As an engineer early in my career, I haven’t had a lot of experience with optimising systems for performance. Most of my work has been focused on individual user stories or journeys. In these cases, the consideration of performance has largely been scoped to pieces of code - is a function efficient? Is a React component rendering too often?
That’s not to say that I haven’t cared about the overall performance or the experience of the end user, but I had been prioritising code that worked and was readable. I would describe it as being pragmatic about performance. You can always be chasing better performance, but it’s important to know when that will deliver value and when it won’t.
This blog post is about how my recent experience of focusing on performance has changed how I’ll work for the rest of my career.

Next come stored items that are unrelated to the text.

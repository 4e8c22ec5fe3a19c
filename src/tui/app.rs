use crate::index::Record;
use crate::session::{Phase, SessionController};
use std::path::PathBuf;
use std::time::Instant;

/// Application mode
#[derive(Debug, Clone, Copy, PartialEq, Eq)]
pub enum Mode {
    /// Typing a query and moving through the list
    Browse,
    /// Full key and value of the selected record
    Detail,
    Help,
    /// Entering a database path
    PathPrompt,
}

/// Rows moved by PageUp/PageDown
const PAGE: usize = 10;

/// Application state
pub struct App {
    pub session: SessionController,
    /// Query being edited; mirrored into the session on every change
    pub query: String,
    pub selected: usize,
    pub mode: Mode,
    /// Previous mode before entering help or the path prompt
    pub previous_mode: Mode,
    pub show_hex: bool,
    pub path_input: String,
    pub detail_scroll: usize,
    /// Pending key for vim multi-key commands (e.g., 'g' for 'gg')
    pub pending_key: Option<char>,
}

impl App {
    pub fn new(session: SessionController, show_hex: bool) -> Self {
        Self {
            session,
            query: String::new(),
            selected: 0,
            mode: Mode::Browse,
            previous_mode: Mode::Browse,
            show_hex,
            path_input: String::new(),
            detail_scroll: 0,
            pending_key: None,
        }
    }

    /// Fold finished background work into the view (call this in event loop)
    pub fn tick(&mut self) {
        if self.session.poll(Instant::now()) {
            self.selected = 0;
            self.detail_scroll = 0;
        }
    }

    pub fn view_len(&self) -> usize {
        self.session.state().filtered_view().len()
    }

    pub fn get_selected_record(&self) -> Option<&Record> {
        self.session.state().filtered_view().get(self.selected)
    }

    // Query editing

    pub fn set_query(&mut self, query: &str) {
        self.query = query.to_string();
        self.session.set_query(&self.query);
    }

    pub fn push_char(&mut self, c: char) {
        self.query.push(c);
        self.session.set_query(&self.query);
    }

    pub fn pop_char(&mut self) {
        self.query.pop();
        self.session.set_query(&self.query);
    }

    /// Delete word backward from query (vim Ctrl+w)
    pub fn delete_word(&mut self) {
        while self.query.ends_with(' ') {
            self.query.pop();
        }
        while !self.query.is_empty() && !self.query.ends_with(' ') {
            self.query.pop();
        }
        self.session.set_query(&self.query);
    }

    pub fn clear_query(&mut self) {
        self.set_query("");
        self.selected = 0;
    }

    /// Run the current query without waiting for the debounce delay
    pub fn execute_search(&mut self) {
        self.session.submit_query();
    }

    // Store commands

    pub fn open_path(&mut self, path: PathBuf) {
        self.selected = 0;
        self.session.open_via_file_hint(path);
    }

    /// Reopen the last database (F5)
    pub fn reload(&mut self) {
        if let Some(path) = self.session.state().last_path().map(|p| p.to_path_buf()) {
            self.open_path(path);
        }
    }

    pub fn close(&mut self) {
        self.session.close();
        self.query.clear();
        self.selected = 0;
        if self.mode == Mode::Detail {
            self.mode = Mode::Browse;
        }
    }

    pub fn repair(&mut self) {
        self.session.repair();
    }

    /// Repair is worth offering in the status bar
    pub fn repair_available(&self) -> bool {
        self.session.state().phase() == Phase::CorruptedPendingRepair
    }

    // Path prompt

    pub fn open_prompt(&mut self) {
        if self.mode == Mode::PathPrompt {
            return;
        }
        self.path_input = self
            .session
            .state()
            .last_path()
            .map(|p| p.display().to_string())
            .unwrap_or_default();
        self.previous_mode = self.mode;
        self.mode = Mode::PathPrompt;
    }

    pub fn confirm_prompt(&mut self) {
        let input = self.path_input.trim();
        if !input.is_empty() {
            let path = PathBuf::from(input);
            self.open_path(path);
        }
        self.mode = Mode::Browse;
    }

    pub fn cancel_prompt(&mut self) {
        self.mode = self.previous_mode;
    }

    // Modes

    pub fn toggle_detail(&mut self) {
        self.mode = match self.mode {
            Mode::Browse => Mode::Detail,
            Mode::Detail => Mode::Browse,
            other => other,
        };
        self.detail_scroll = 0;
    }

    pub fn toggle_hex(&mut self) {
        self.show_hex = !self.show_hex;
    }

    pub fn show_help(&mut self) {
        if self.mode != Mode::Help {
            self.previous_mode = self.mode;
            self.mode = Mode::Help;
        }
    }

    pub fn hide_help(&mut self) {
        if self.mode == Mode::Help {
            self.mode = self.previous_mode;
        }
    }

    // Vim-style navigation methods

    pub fn select_next(&mut self) {
        let len = self.view_len();
        if len > 0 {
            self.selected = (self.selected + 1).min(len - 1);
            self.detail_scroll = 0;
        }
    }

    pub fn select_prev(&mut self) {
        if self.selected > 0 {
            self.selected -= 1;
            self.detail_scroll = 0;
        }
    }

    pub fn select_page_down(&mut self) {
        let len = self.view_len();
        if len > 0 {
            self.selected = (self.selected + PAGE).min(len - 1);
            self.detail_scroll = 0;
        }
    }

    pub fn select_page_up(&mut self) {
        self.selected = self.selected.saturating_sub(PAGE);
        self.detail_scroll = 0;
    }

    /// Jump to first record
    pub fn select_first(&mut self) {
        self.selected = 0;
        self.detail_scroll = 0;
    }

    /// Jump to last record
    pub fn select_last(&mut self) {
        self.selected = self.view_len().saturating_sub(1);
        self.detail_scroll = 0;
    }

    pub fn scroll_detail_down(&mut self) {
        self.detail_scroll += 1;
    }

    pub fn scroll_detail_up(&mut self) {
        self.detail_scroll = self.detail_scroll.saturating_sub(1);
    }

    pub fn scroll_detail_page_down(&mut self) {
        self.detail_scroll += PAGE;
    }

    pub fn scroll_detail_page_up(&mut self) {
        self.detail_scroll = self.detail_scroll.saturating_sub(PAGE);
    }

    pub fn clear_pending_key(&mut self) {
        self.pending_key = None;
    }
}

#[cfg(test)]
mod tests {
    use super::*;
    use crate::query::SearchConfig;
    use crate::store::{MemoryEngine, MemoryStore};
    use std::time::Duration;

    fn app() -> App {
        let engine = MemoryEngine::new();
        engine.insert(
            "/db",
            MemoryStore::with_records((0..30).map(|i| (format!("key{:02}", i), format!("v{}", i)))),
        );
        let config = SearchConfig {
            debounce: Duration::from_millis(10),
            ..Default::default()
        };
        let mut app = App::new(SessionController::new(engine, config).unwrap(), false);
        app.open_path(PathBuf::from("/db"));
        assert!(app.session.wait_idle(Duration::from_secs(5)));
        app
    }

    #[test]
    fn test_navigation_is_clamped() {
        let mut app = app();
        app.select_prev();
        assert_eq!(app.selected, 0);

        app.select_page_down();
        app.select_page_down();
        app.select_page_down();
        app.select_page_down();
        assert_eq!(app.selected, 29);

        app.select_next();
        assert_eq!(app.selected, 29);
        app.select_first();
        assert_eq!(app.get_selected_record().unwrap().key_display(), "key00");
    }

    #[test]
    fn test_typing_filters_view() {
        let mut app = app();
        for c in "key1".chars() {
            app.push_char(c);
        }
        app.execute_search();
        app.session.wait_idle(Duration::from_secs(5));
        app.tick();
        assert_eq!(app.view_len(), 10);

        app.delete_word();
        assert_eq!(app.query, "");
        app.session.wait_idle(Duration::from_secs(5));
        assert_eq!(app.view_len(), 30);
    }

    #[test]
    fn test_prompt_prefills_last_path() {
        let mut app = app();
        app.open_prompt();
        assert_eq!(app.mode, Mode::PathPrompt);
        assert_eq!(app.path_input, "/db");

        app.cancel_prompt();
        assert_eq!(app.mode, Mode::Browse);
    }

    #[test]
    fn test_close_clears_query() {
        let mut app = app();
        app.set_query("key");
        app.close();
        assert_eq!(app.query, "");
        assert_eq!(app.session.state().query(), "");
        assert!(!app.session.state().is_open());
    }

    #[test]
    fn test_help_returns_to_previous_mode() {
        let mut app = app();
        app.toggle_detail();
        app.show_help();
        app.hide_help();
        assert_eq!(app.mode, Mode::Detail);
    }
}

I recently had the opportunity to work on a project where our entire focus was improving the performance of Administrate’s e-commerce API. This GraphQL API is highly utilised and serves a catalogue of training that our customers sell to their customers, so it’s important that it’s quick to search and filter in order to enhance discoverability.
However, the performance degraded as more functionality was added to this API. At the start of the project, the P90 (90th percentile) response time of the catalogue was 4.2 seconds. In some rare cases, response times were as slow as 36 seconds! Good job that transparency is one of our values at Administrate, otherwise I probably wouldn’t be sharing these numbers.
There are many opinions on what an “acceptable” load time is for users, but the consensus tends to be somewhere around 2 seconds or less. With this in mind, we set ourselves the ambitious target of a P90 response time of less than 1 second.
Three weeks and multiple PRs later, we were seeing a P90 response time of 1.5 seconds for the catalogue! The slowest response time is now 3.5 seconds, meaning we achieved a 64% reduction in the P90 response time of the catalogue. The chart below shows the P90 response time over the course of the project:
I could write another whole blog post with the technical details of how we managed to achieve this, but a lot of it was specific to our architecture and tech stack at Administrate. Instead, I’m going to share the key lessons that I learned over the course of the project.
Monitor your success
At Administrate, we always decide how to measure the success of a project in the earliest stages of solutioning. So we knew from the start of the project that a P90 response time of less than 1 second for the catalogue was our goal. However, despite this clear success criterion from the start, we made the mistake of adding monitoring for the response time at the end of the project. Our reasoning was we wanted to add a metric alarm in CloudWatch that would alert us if the response time went above our defined threshold, preventing it from just slowly creeping up again. If we were to tackle this sort of project again, we would add the monitoring of the metric at the start.
Observability isn’t just a buzzword
‘Observability’ is a hot software engineering buzzword, and is essentially a way of saying that you know what’s going on in your system. There are several different tools (both open source and from vendors) that offer a view into data that you have captured in your system in order to provide observability and provide ways for you to collect, store and visualise telemetry data such as traces, metrics and logs.
At Administrate, we use Honeycomb. Luckily, we’ve been using Honeycomb and collecting telemetry data for a while, so we had plenty to pour over when it came to the performance of the catalogue. Using this data, we identified slow requests (traces) and could see which parts (spans) were the most problematic. Slicing the data based on the shape of the GraphQL request or the customer helped us to identify what sort of data and conditions were causing the bottlenecks.
An example of a trace, with underlying spans, is shown below:
Honeycomb’s insight was invaluable. When testing our changes, we enabled telemetry in our development environments and this allowed us to easily identify whether we had improved performance or not.
Personally, I found it very enlightening to see exactly what the system was doing and how each span performed. Honeycomb allowed me to peek behind the curtain of my code to see exactly what it did rather than just assuming it was doing what I thought it would.
I will definitely use Honeycomb more in the future. Not just after shipping a change, but also during development to give me greater insight into the code I’m writing.
Performance is simple
Looking at the changes we made during this project, none of them were particularly complex. Most of them boiled down to some combination of:
- Fetching less data so that we only retreived the bare minimum we needed
- Reducing the number of database queries we made
- Simplifying the business logic
It’s worth noting that we had to do a number of the above to get the performance to an acceptable level. There was no one silver bullet. This reminded me of the importance of considering the code I write. That doesn’t have to mean agonising over every line or optimising every function, but keeping the overall context in mind and considering if there is a simpler approach. However, it’s important to not just write performant code for the sake of it. You should do it because you understand how it fits into the performance of the wider system and how it will impact users.
If someone had asked me before this project how much effort would be required to improve the API performance, I would have assumed a lot more. I would have expected large architectural refactoring and changing the way we store the data or the introduction of caching at least. However, by using just some observability tools and fundamental software engineering techniques, we delivered a hugely noticeable improvement for our customers, which means we can be #ProudOfOurWork!